Many at the time considered the legend to be a hazy campfire spook tale, but not the two lovers who stopped off in the shadows whilst travelling home from their date at Earlestown British Legion. Whilst having a kiss and a cuddle in the vehicle, they were both startled by a face at the window, of grotesque and hairy appearance. The creature had fangs and scurried off into the darkness. The frightened man assured his date that the creature had gone and went out to inspect the car where he found huge scratch marks on the paintwork.

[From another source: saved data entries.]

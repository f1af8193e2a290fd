//! Backtesting simulation engine.
//!
//! Replays a historical price series through the strategy.

use crate::backtest::metrics::{BacktestMetrics, EquityPoint, RunTotals};
use crate::backtest::{PriceSource, PriceTick};
use crate::config::{BacktestSettings, StrategyConfig};
use crate::strategy::{Strategy, StrategyStatus};
use anyhow::{Context, Result};
use chrono::{DateTime, Utc};
use serde::{Deserialize, Serialize};
use tracing::{debug, error, info, warn};

/// Strategy status observed after a tick.
#[derive(Debug, Clone, Serialize, Deserialize)]
pub struct SnapshotRecord {
    pub timestamp: DateTime<Utc>,
    pub status: StrategyStatus,
}

/// Complete result of a backtest run.
#[derive(Debug, Clone, Serialize, Deserialize)]
pub struct BacktestResult {
    pub config: StrategyConfig,
    pub metrics: BacktestMetrics,
    pub equity_curve: Vec<EquityPoint>,
    pub snapshots: Vec<SnapshotRecord>,
    pub start_time: DateTime<Utc>,
    pub end_time: DateTime<Utc>,
    pub ticks_processed: usize,
    /// Reason the run stopped early, if a fatal strategy error occurred
    pub termination: Option<String>,
}

impl BacktestResult {
    /// Whether every loaded tick was processed.
    pub fn completed(&self) -> bool {
        self.termination.is_none()
    }

    /// Export per-tick strategy snapshots to CSV.
    pub fn snapshots_to_csv(&self, path: &str) -> Result<()> {
        use std::io::Write;
        let mut file = std::fs::File::create(path)
            .with_context(|| format!("Failed to create {}", path))?;
        writeln!(file, "timestamp,{}", StrategyStatus::CSV_HEADER)?;

        for record in &self.snapshots {
            writeln!(
                file,
                "{},{}",
                record.timestamp.to_rfc3339(),
                record.status.csv_row()
            )?;
        }

        Ok(())
    }

    /// Export equity curve to CSV.
    pub fn equity_to_csv(&self, path: &str) -> Result<()> {
        use std::io::Write;
        let mut file = std::fs::File::create(path)
            .with_context(|| format!("Failed to create {}", path))?;
        writeln!(file, "timestamp,price,total_value,drawdown,total_rebalances")?;

        for point in &self.equity_curve {
            writeln!(
                file,
                "{},{},{},{},{}",
                point.timestamp.to_rfc3339(),
                point.price,
                point.total_value,
                point.drawdown,
                point.total_rebalances,
            )?;
        }

        Ok(())
    }

    /// Get a summary string.
    pub fn summary(&self) -> String {
        let outcome = match &self.termination {
            Some(reason) => format!("TERMINATED: {}", reason),
            None => "Completed".to_string(),
        };

        format!(
            "{}\n\nBacktest Period: {} to {}\nTicks: {}\nOutcome: {}",
            self.metrics.summary(),
            self.start_time.format("%Y-%m-%d %H:%M"),
            self.end_time.format("%Y-%m-%d %H:%M"),
            self.ticks_processed,
            outcome,
        )
    }
}

/// The backtesting simulation engine.
pub struct BacktestEngine<S: PriceSource> {
    source: S,
    config: StrategyConfig,
    settings: BacktestSettings,
}

impl<S: PriceSource> BacktestEngine<S> {
    /// Create a new backtest engine.
    pub fn new(source: S, config: StrategyConfig, settings: BacktestSettings) -> Self {
        Self {
            source,
            config,
            settings,
        }
    }

    /// Run the backtest over the ticks in `[start, end]`.
    ///
    /// A fatal strategy error stops the run; the ticks processed so far are
    /// still reported and the error is kept in `termination`.
    pub fn run(
        &self,
        start: Option<DateTime<Utc>>,
        end: Option<DateTime<Utc>>,
    ) -> Result<BacktestResult> {
        let ticks = self
            .source
            .load_ticks(start, end)
            .context("Failed to load price ticks")?;
        if ticks.is_empty() {
            anyhow::bail!("No data available for the specified time range");
        }
        ensure_increasing(&ticks)?;

        let first = ticks[0].timestamp;
        let last = ticks[ticks.len() - 1].timestamp;
        info!(
            ticks = ticks.len(),
            from = %first.format("%Y-%m-%d %H:%M"),
            to = %last.format("%Y-%m-%d %H:%M"),
            "Starting backtest"
        );

        // The strategy opens its positions at the first observed price
        let mut config = self.config.clone();
        if config.initial_price != ticks[0].price {
            info!(
                configured = %config.initial_price,
                first_tick = %ticks[0].price,
                "Seeding strategy at first tick price"
            );
            config.initial_price = ticks[0].price;
        }

        let mut strategy = Strategy::new(&config)?;
        let mut peak_value = strategy.total_value();
        let mut equity_curve = Vec::with_capacity(ticks.len());
        let mut snapshots = Vec::new();
        let mut ticks_processed = 0;
        let mut termination = None;
        let mut end_time = first;

        for (i, tick) in ticks.iter().enumerate() {
            let status = match strategy.next_price(tick.price) {
                Ok(status) => status,
                Err(e) if e.is_fatal() => {
                    error!(
                        timestamp = %tick.timestamp,
                        price = %tick.price,
                        error = %e,
                        "Strategy failed, stopping backtest"
                    );
                    termination = Some(format!("{} at {}", e, tick.timestamp.to_rfc3339()));
                    break;
                }
                Err(e) => {
                    warn!(timestamp = %tick.timestamp, error = %e, "Tick rejected");
                    continue;
                }
            };

            ticks_processed += 1;
            end_time = tick.timestamp;

            if status.total_value > peak_value {
                peak_value = status.total_value;
            }
            equity_curve.push(EquityPoint::new(
                tick.timestamp,
                status.price,
                status.total_value,
                status.total_rebalances,
                peak_value,
            ));

            if i > 0 && i % self.settings.progress_interval.max(1) == 0 {
                debug!(
                    "Progress: {}/{} ({:.1}%), Value: ${:.2}, Rebalances: {}",
                    i,
                    ticks.len(),
                    (i as f64 / ticks.len() as f64) * 100.0,
                    status.total_value,
                    status.total_rebalances
                );
            }

            if self.settings.record_snapshots {
                snapshots.push(SnapshotRecord {
                    timestamp: tick.timestamp,
                    status,
                });
            }
        }

        let totals = RunTotals {
            amm_yield: strategy.total_amm_yield(),
            swap_fees: strategy.total_swap_fees(),
            rebalances: strategy.total_rebalances(),
            ticks_processed,
        };
        let metrics =
            BacktestMetrics::calculate(&equity_curve, config.initial_capital, &totals);

        info!(
            final_value = %strategy.total_value(),
            rebalances = totals.rebalances,
            completed = termination.is_none(),
            "Backtest complete"
        );

        Ok(BacktestResult {
            config,
            metrics,
            equity_curve,
            snapshots,
            start_time: first,
            end_time,
            ticks_processed,
            termination,
        })
    }
}

fn ensure_increasing(ticks: &[PriceTick]) -> Result<()> {
    for pair in ticks.windows(2) {
        anyhow::ensure!(
            pair[1].timestamp > pair[0].timestamp,
            "Timestamps must be strictly increasing: {} follows {}",
            pair[1].timestamp,
            pair[0].timestamp
        );
    }
    Ok(())
}
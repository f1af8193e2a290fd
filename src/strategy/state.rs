//! Owned strategy state and the ideal-allocation math derived from it.

use crate::strategy::{AmmPosition, LendingPosition, UnusedFunds};
use crate::utils::decimal::safe_div;
use rust_decimal::Decimal;
use serde::{Deserialize, Serialize};

/// Everything the rebalancer moves value between.
#[derive(Debug, Clone, PartialEq, Serialize, Deserialize)]
pub struct StrategyState {
    pub amm: AmmPosition,
    pub lending: LendingPosition,
    pub funds: UnusedFunds,
}

/// Target allocation for the current total value and price.
#[derive(Debug, Clone, Copy, PartialEq, Serialize, Deserialize)]
pub struct IdealSetup {
    pub amm_reserve_y: Decimal,
    pub lending_collateral: Decimal,
    pub borrow_amount: Decimal,
}

/// Current minus ideal for each target quantity.
#[derive(Debug, Clone, Copy, PartialEq, Serialize, Deserialize)]
pub struct Deviations {
    pub amm_reserve_y: Decimal,
    pub lending_collateral: Decimal,
    pub borrow_amount: Decimal,
}

impl StrategyState {
    /// Total value in USDT: lending net value, AMM value and unused funds.
    pub fn total_value(&self, price: Decimal) -> Decimal {
        self.lending.position_value(price) + self.amm.estimate_value(price) + self.funds.value(price)
    }

    /// AMM reserve Y at `price`.
    pub fn amm_reserve_y(&self, price: Decimal) -> Decimal {
        self.amm.reserves_at(price).1
    }

    pub fn ideal_setup(&self, price: Decimal, ideal_ratio: Decimal) -> IdealSetup {
        let total_value = self.total_value(price);
        let amm_reserve_y = total_value * ideal_ratio;

        IdealSetup {
            amm_reserve_y,
            lending_collateral: total_value - amm_reserve_y,
            borrow_amount: safe_div(amm_reserve_y, price),
        }
    }

    pub fn deviations(&self, price: Decimal, ideal: &IdealSetup) -> Deviations {
        Deviations {
            amm_reserve_y: self.amm_reserve_y(price) - ideal.amm_reserve_y,
            lending_collateral: self.lending.collateral - ideal.lending_collateral,
            borrow_amount: self.lending.debt - ideal.borrow_amount,
        }
    }

    /// Relative AMM reserve Y deviation, `|deviation| / current`.
    ///
    /// An empty pool that should hold liquidity is infinitely off target and
    /// reported as `Decimal::MAX`.
    pub fn amm_deviation_ratio(&self, price: Decimal, ideal: &IdealSetup) -> Decimal {
        let current = self.amm_reserve_y(price);
        let deviation = (current - ideal.amm_reserve_y).abs();

        if current == Decimal::ZERO {
            if deviation == Decimal::ZERO {
                Decimal::ZERO
            } else {
                Decimal::MAX
            }
        } else {
            deviation / current
        }
    }
}

#[cfg(test)]
mod tests {
    use super::*;
    use rust_decimal_macros::dec;

    fn seed_state() -> StrategyState {
        StrategyState {
            amm: AmmPosition::new(dec!(165000), dec!(330000), dec!(0.1)),
            lending: LendingPosition::new(dec!(670000), dec!(165000), dec!(1.5), dec!(0.05), dec!(0.03)),
            funds: UnusedFunds::default(),
        }
    }

    #[test]
    fn test_seed_state_is_on_target() {
        let state = seed_state();
        let total = state.total_value(dec!(2));
        assert!((total - dec!(1000000)).abs() < dec!(0.000001));

        let ideal = state.ideal_setup(dec!(2), dec!(0.33));
        assert!((ideal.amm_reserve_y - dec!(330000)).abs() < dec!(0.000001));
        assert!((ideal.lending_collateral - dec!(670000)).abs() < dec!(0.000001));
        assert!((ideal.borrow_amount - dec!(165000)).abs() < dec!(0.000001));

        let deviations = state.deviations(dec!(2), &ideal);
        assert!(deviations.amm_reserve_y.abs() < dec!(0.000001));
        assert!(state.amm_deviation_ratio(dec!(2), &ideal) < dec!(0.000001));
    }

    #[test]
    fn test_unused_funds_count_towards_total() {
        let mut state = seed_state();
        state.funds = UnusedFunds::new(dec!(10), dec!(5));
        let total = state.total_value(dec!(2));
        assert!((total - dec!(1000025)).abs() < dec!(0.000001));
    }

    #[test]
    fn test_empty_pool_deviation() {
        let mut state = seed_state();
        state.amm.set_reserves(dec!(0), dec!(0));
        let ideal = state.ideal_setup(dec!(2), dec!(0.33));
        assert_eq!(state.amm_deviation_ratio(dec!(2), &ideal), Decimal::MAX);
    }
}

This incident echoed a similar assault by the beast, this time from the 1940s, when a sergeant who’d taken his girlfriend to her home at Earlestown, decided to walk back via Gypsy Wood, in the vicinity of Winwick. The area had an eerie ambience to it for the place had been under the threat of an air raid and the sky had been illuminated by German parachute flairs, which were trying to trace the R.A.F. base at Burtonwood.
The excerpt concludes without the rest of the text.